**Data extract**

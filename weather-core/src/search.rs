use thiserror::Error;

use crate::{
    model::WeatherReport,
    normalize::normalize,
    provider::{FetchError, WeatherFetcher},
};

/// Failure of a single city search, as the user sees it.
#[derive(Debug, Clone, PartialEq, Eq, Error)]
pub enum SearchError {
    #[error("city name is empty")]
    EmptyInput,

    /// The provider rejected the lookup; `message` is its own wording.
    #[error("{message}")]
    Provider { message: String },

    /// Network or decode failure. Detail is kept for logs only.
    #[error("weather lookup failed: {0}")]
    Transport(String),
}

impl SearchError {
    /// Text to put in front of the user.
    pub fn user_message(&self) -> &str {
        match self {
            SearchError::EmptyInput => "Enter city name",
            SearchError::Provider { message } => message,
            SearchError::Transport(_) => "Failed to fetch weather data",
        }
    }
}

impl From<FetchError> for SearchError {
    fn from(err: FetchError) -> Self {
        match err {
            FetchError::Provider { message, .. } => SearchError::Provider { message },
            other => SearchError::Transport(other.to_string()),
        }
    }
}

/// Trim the raw input and reject blanks.
pub fn validate_city(city: &str) -> Result<&str, SearchError> {
    let trimmed = city.trim();
    if trimmed.is_empty() {
        return Err(SearchError::EmptyInput);
    }
    Ok(trimmed)
}

/// Validate, fetch and normalize. The normalizer only ever sees success payloads.
pub async fn search(
    fetcher: &dyn WeatherFetcher,
    city: &str,
) -> Result<WeatherReport, SearchError> {
    let city = validate_city(city)?;

    match fetcher.fetch_weather(city).await {
        Ok(payload) => Ok(normalize(&payload)),
        Err(FetchError::Provider { status, message }) => {
            tracing::warn!("OpenWeather rejected lookup for {city} ({status}): {message}");
            Err(SearchError::Provider { message })
        }
        Err(err) => {
            tracing::error!("Error in fetching data for {city}: {err}");
            Err(err.into())
        }
    }
}
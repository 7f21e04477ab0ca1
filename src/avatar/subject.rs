use serde::{Deserialize, Serialize};

/// A host user account.
#[derive(Debug, Clone, PartialEq, Eq, Serialize, Deserialize)]
pub struct Account {
    pub id: u64,
    pub email: String,
    #[serde(default)]
    pub display_name: String,
}

impl Account {
    pub fn new(id: u64, email: impl Into<String>) -> Self {
        Self {
            id,
            email: email.into(),
            display_name: String::new(),
        }
    }
}

/// A host comment. Empty strings mean the field was not supplied.
#[derive(Debug, Clone, Default, PartialEq, Eq, Serialize, Deserialize)]
pub struct Comment {
    #[serde(default)]
    pub author_email: String,
    #[serde(default)]
    pub author: String,
}

impl Comment {
    pub fn new(author_email: impl Into<String>, author: impl Into<String>) -> Self {
        Self {
            author_email: author_email.into(),
            author: author.into(),
        }
    }

    pub fn author_email(&self) -> Option<&str> {
        non_empty(&self.author_email)
    }

    pub fn author(&self) -> Option<&str> {
        non_empty(&self.author)
    }
}

fn non_empty(s: &str) -> Option<&str> {
    if s.is_empty() {
        None
    } else {
        Some(s)
    }
}

/// Who the host is asking an avatar for.
#[derive(Debug, Clone, PartialEq, Eq, Serialize, Deserialize)]
#[serde(rename_all = "snake_case")]
pub enum Subject {
    UserId(u64),
    User(Account),
    Comment(Comment),
    /// An email address or any other opaque string, hashed as-is.
    Email(String),
}

impl Subject {
    /// Classify a raw string the way the host does: all ASCII digits means a
    /// user id, anything else is hashed as-is.
    pub fn parse(raw: &str) -> Self {
        if !raw.is_empty() && raw.bytes().all(|b| b.is_ascii_digit()) {
            if let Ok(id) = raw.parse::<u64>() {
                return Subject::UserId(id);
            }
        }
        Subject::Email(raw.to_string())
    }
}

impl From<u64> for Subject {
    fn from(id: u64) -> Self {
        Subject::UserId(id)
    }
}

impl From<Account> for Subject {
    fn from(account: Account) -> Self {
        Subject::User(account)
    }
}

impl From<Comment> for Subject {
    fn from(comment: Comment) -> Self {
        Subject::Comment(comment)
    }
}

impl From<&str> for Subject {
    fn from(raw: &str) -> Self {
        Subject::Email(raw.to_string())
    }
}

impl From<String> for Subject {
    fn from(raw: String) -> Self {
        Subject::Email(raw)
    }
}
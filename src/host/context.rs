/// Admin page that configures the site-wide default avatar.
pub const DISCUSSION_SETTINGS_PAGE: &str = "options-discussion.php";

/// Where the host is rendering an avatar.
#[derive(Debug, Clone, Default, PartialEq, Eq)]
pub struct RenderContext {
    pub is_admin: bool,
    pub page: Option<String>,
}

impl RenderContext {
    /// A public, non-admin render.
    pub fn front_end() -> Self {
        Self::default()
    }

    pub fn admin(page: impl Into<String>) -> Self {
        Self {
            is_admin: true,
            page: Some(page.into()),
        }
    }

    /// The discussion settings page shows the unrendered default, so
    /// rewrites are suppressed there.
    pub fn is_discussion_settings(&self) -> bool {
        self.is_admin && self.page.as_deref() == Some(DISCUSSION_SETTINGS_PAGE)
    }
}
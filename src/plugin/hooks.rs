use std::collections::BTreeMap;

use crate::avatar::{AvatarRequest, AvatarUrlResolver};
use crate::host::{AccountDirectory, OptionStore};
use crate::plugin::config::{ConfigError, VanilliconConfig};

/// Static plugin metadata shown by the host.
#[derive(Debug, Clone, Copy, PartialEq, Eq)]
pub struct PluginInfo {
    pub name: &'static str,
    pub version: &'static str,
    pub description: &'static str,
}

pub const PLUGIN_INFO: PluginInfo = PluginInfo {
    name: "Vanillicon",
    version: env!("CARGO_PKG_VERSION"),
    description: "Set Vanillicon v1 as the default avatar. \
                  Vanillicon is an identicon generator by Vanilla Forums.",
};

/// Callbacks the host runtime invokes over the plugin's lifetime.
pub trait AvatarHooks {
    /// Point the default avatar setting at this generator.
    fn activate(&self, options: &mut dyn OptionStore);

    /// Restore the neutral default, unless an admin already moved away.
    fn deactivate(&self, options: &mut dyn OptionStore);

    /// Add this generator to the selectable default avatars.
    fn avatar_defaults(&self, defaults: BTreeMap<String, String>) -> BTreeMap<String, String>;

    /// Render-time avatar filter.
    fn get_avatar(&self, request: &AvatarRequest<'_>, accounts: &dyn AccountDirectory) -> String;
}

/// The Vanillicon plugin.
///
/// The default URL is derived once here and reused for every callback.
#[derive(Debug, Clone)]
pub struct Vanillicon {
    config: VanilliconConfig,
    resolver: AvatarUrlResolver,
    default_url: String,
}

impl Vanillicon {
    pub fn new(config: VanilliconConfig) -> Result<Self, ConfigError> {
        let resolver = AvatarUrlResolver::new(&config)?;
        let default_url = resolver.build_default_url().to_string();

        Ok(Self {
            config,
            resolver,
            default_url,
        })
    }

    /// Plugin with the stock v1 configuration.
    pub fn v1() -> Result<Self, ConfigError> {
        Self::new(VanilliconConfig::v1())
    }

    pub fn info(&self) -> PluginInfo {
        PLUGIN_INFO
    }

    pub fn config(&self) -> &VanilliconConfig {
        &self.config
    }

    pub fn resolver(&self) -> &AvatarUrlResolver {
        &self.resolver
    }

    pub fn default_url(&self) -> &str {
        &self.default_url
    }
}

impl AvatarHooks for Vanillicon {
    fn activate(&self, options: &mut dyn OptionStore) {
        options.update_option(&self.config.option_key, &self.default_url);
        log::info!("Set {} to {}", self.config.option_key, self.default_url);
    }

    fn deactivate(&self, options: &mut dyn OptionStore) {
        let key = &self.config.option_key;
        match options.get_option(key) {
            Some(current) if current.starts_with(&self.config.base_url) => {
                options.update_option(key, &self.config.neutral_default);
                log::info!("Reset {key} to {}", self.config.neutral_default);
            }
            Some(current) => {
                log::info!("Leaving {key} as {current}, it no longer points at Vanillicon");
            }
            None => {
                log::info!("{key} is unset, nothing to restore");
            }
        }
    }

    fn avatar_defaults(&self, mut defaults: BTreeMap<String, String>) -> BTreeMap<String, String> {
        defaults.insert(self.default_url.clone(), self.config.label.clone());
        defaults
    }

    fn get_avatar(&self, request: &AvatarRequest<'_>, accounts: &dyn AccountDirectory) -> String {
        self.resolver.rewrite_avatar_url(request, accounts)
    }
}
pub mod config;
pub mod hooks;

pub use config::{ConfigError, VanilliconConfig};
pub use hooks::{AvatarHooks, PluginInfo, Vanillicon, PLUGIN_INFO};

**Work task**
Return the number of lines containing the word "tracing" in these records, with no additional output.

**Solution to this problem**
2